Unfortunately, just as the animators failed to capture Krauser’s good looks, they also robbed Collyer’s voice of its preacherly warmth and power. The shapes of Mickey Mouse, Thumper, and Pinocchio transform and stretch with their dialogue, but Collyer’s lines have nothing to do with a single twitch of Superman’s body, and don’t register at all in the robotic mask he wears. The two exist in separate realities, and whatever wit Collyer lends his performance cannot be detected on screen. Collyer was a master of his craft, but the cartoons turn his voice into another piece of machinery in a city enjoying the wonders of modernity.
Another unknown: the name of the first actor to play Superman live in costume. He appears in footage of Superman Day, a children’s athletic competition held on July 3, 1940, at the World’s Fair in Queens. The children may have been disappointed. He has a swimmer’s frame, but the costume sags on his body, and he awkwardly clutches a rope to stay atop a float. “The mystery of the day was ‘Superman’ himself,” The New York Times reported. “No amount of inquiry could reveal his identity.” He may be the stage actor Ray Middleton, who served as one of five celebrity judges of the competition, and who provided the voice of Superman for a radio simulcast of the event; there are those who accept Middleton as the first Superman not as lore but fact. The truth is, Middleton doesn’t look at all like this Superman. And as there is something romantic about a version of Superman whose identity has been lost to history, I’m of the opinion that future detective work should be discouraged.
They gave a little of themselves to create an imperfect version of a character who inhabited the fantasy lives of millions.

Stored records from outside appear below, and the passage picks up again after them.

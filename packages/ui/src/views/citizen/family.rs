use dioxus::prelude::*;

use super::CITIZEN;
use crate::banner::{use_banner, BannerView};
use crate::records::{use_records, Notice};

#[component]
pub fn CitizenFamily() -> Element {
    let banner = use_banner();
    let records = use_records(CITIZEN, banner, |client| async move {
        client.citizen().family().await
    });

    rsx! {
        div {
            class: "view-page",
            h1 { class: "view-title", "My Family" }
            BannerView { banner }
            if let Some(text) = records.notice() {
                Notice { text }
            } else {
                ul {
                    class: "member-list",
                    for member in records.rows() {
                        li { key: "{member.user_name}", "{member.user_name}" }
                    }
                }
            }
        }
    }
}
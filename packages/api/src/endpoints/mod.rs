//! # REST endpoints by audience
//!
//! Each backend prefix gets a small borrowed handle over [`PortalClient`]:
//!
//! | Handle | Prefix |
//! |---|---|
//! | [`CitizenApi`] | `/citizen` |
//! | [`EmployeeApi`] | `/panchayat-employee` |
//! | [`AgencyApi`] | `/government-agency` |
//! | [`AdminApi`] | `/admin` |
//! | [`PublicApi`] | `/user` (census and environment summaries) |
//!
//! List calls return `Vec<T>` whatever envelope the backend wraps them in.
//! Mutations return `()`; views refetch afterwards.

mod admin;
mod agency;
mod citizen;
mod employee;
mod public;

pub use admin::AdminApi;
pub use agency::AgencyApi;
pub use citizen::CitizenApi;
pub use employee::EmployeeApi;
pub use public::PublicApi;

use crate::client::PortalClient;
use crate::transport::Transport;

impl<T: Transport> PortalClient<T> {
    pub fn citizen(&self) -> CitizenApi<'_, T> {
        CitizenApi { client: self }
    }

    pub fn employee(&self) -> EmployeeApi<'_, T> {
        EmployeeApi { client: self }
    }

    pub fn agency(&self) -> AgencyApi<'_, T> {
        AgencyApi { client: self }
    }

    pub fn admin(&self) -> AdminApi<'_, T> {
        AdminApi { client: self }
    }

    pub fn public(&self) -> PublicApi<'_, T> {
        PublicApi { client: self }
    }
}

/// `base` or `base/{segment}` when a citizen filter is given.
pub(crate) fn scoped_path(base: &str, citizen: &str) -> String {
    if citizen.trim().is_empty() {
        base.to_string()
    } else {
        format!("{base}/{}", crate::client::segment(citizen))
    }
}

#[cfg(test)]
mod tests {
    use super::*;

    #[test]
    fn test_scoped_path() {
        assert_eq!(
            scoped_path("/panchayat-employee/assets", ""),
            "/panchayat-employee/assets"
        );
        assert_eq!(
            scoped_path("/panchayat-employee/assets", "john doe"),
            "/panchayat-employee/assets/john%20doe"
        );
    }
}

But if it was Middleton, anonymity may have protected his future career. In 1948, Columbia Pictures cast Kirk Alyn as the hero in the 15-part serial Superman, making him the first actor to play the role in live-action film. Alyn was a Broadway performer who had once appeared with Ginger Rogers—his background in dance gave him the legs necessary for the role of Superman—but he didn’t have much success afterwards, on stage or on screen. “Playing Superman ruined my acting career, and I was bitter for many years about the whole thing,” he told an interviewer in 1972. “I couldn’t get another job in Hollywood.” But the world had changed, fandom was emerging as a cultural force, and Alyn built a new career visiting “nostalgia groups” and college campuses.
Krauser and Collyer escaped Superman’s shadow, and they had extraordinary second acts. After Krauser died of a heart attack in 1964, following a match in Salt Lake City, his hometown paper focused on his years as a Kalmikoff brother and his service in the Merchant Marines. When Collyer died in 1969, The New York Times celebrated his career as a pioneering television game show host in the 50s, and the sermons he wrote in verse. The paper treated his Superman work as an aside, even though, during the final years of his life, Collyer returned to the role for another animated series on television (and even though you can easily imagine Superman himself reciting the title of Collyer’s popular book, Thou Shalt Not Fear).
If Krauser and Collyer ever met, they would have discovered something familiar. The humbled, retired superhero has been a genre trope for at least 40 years. Neither man fit the archetype. They gave a little of themselves to create an imperfect version of a character who inhabited the fantasy lives of millions, and then, come middle age, they moved on. There was more to life than being the most powerful man on Earth.
Max Fleischer’s Superman, a Blu ray containing the complete Superman series, was released in May.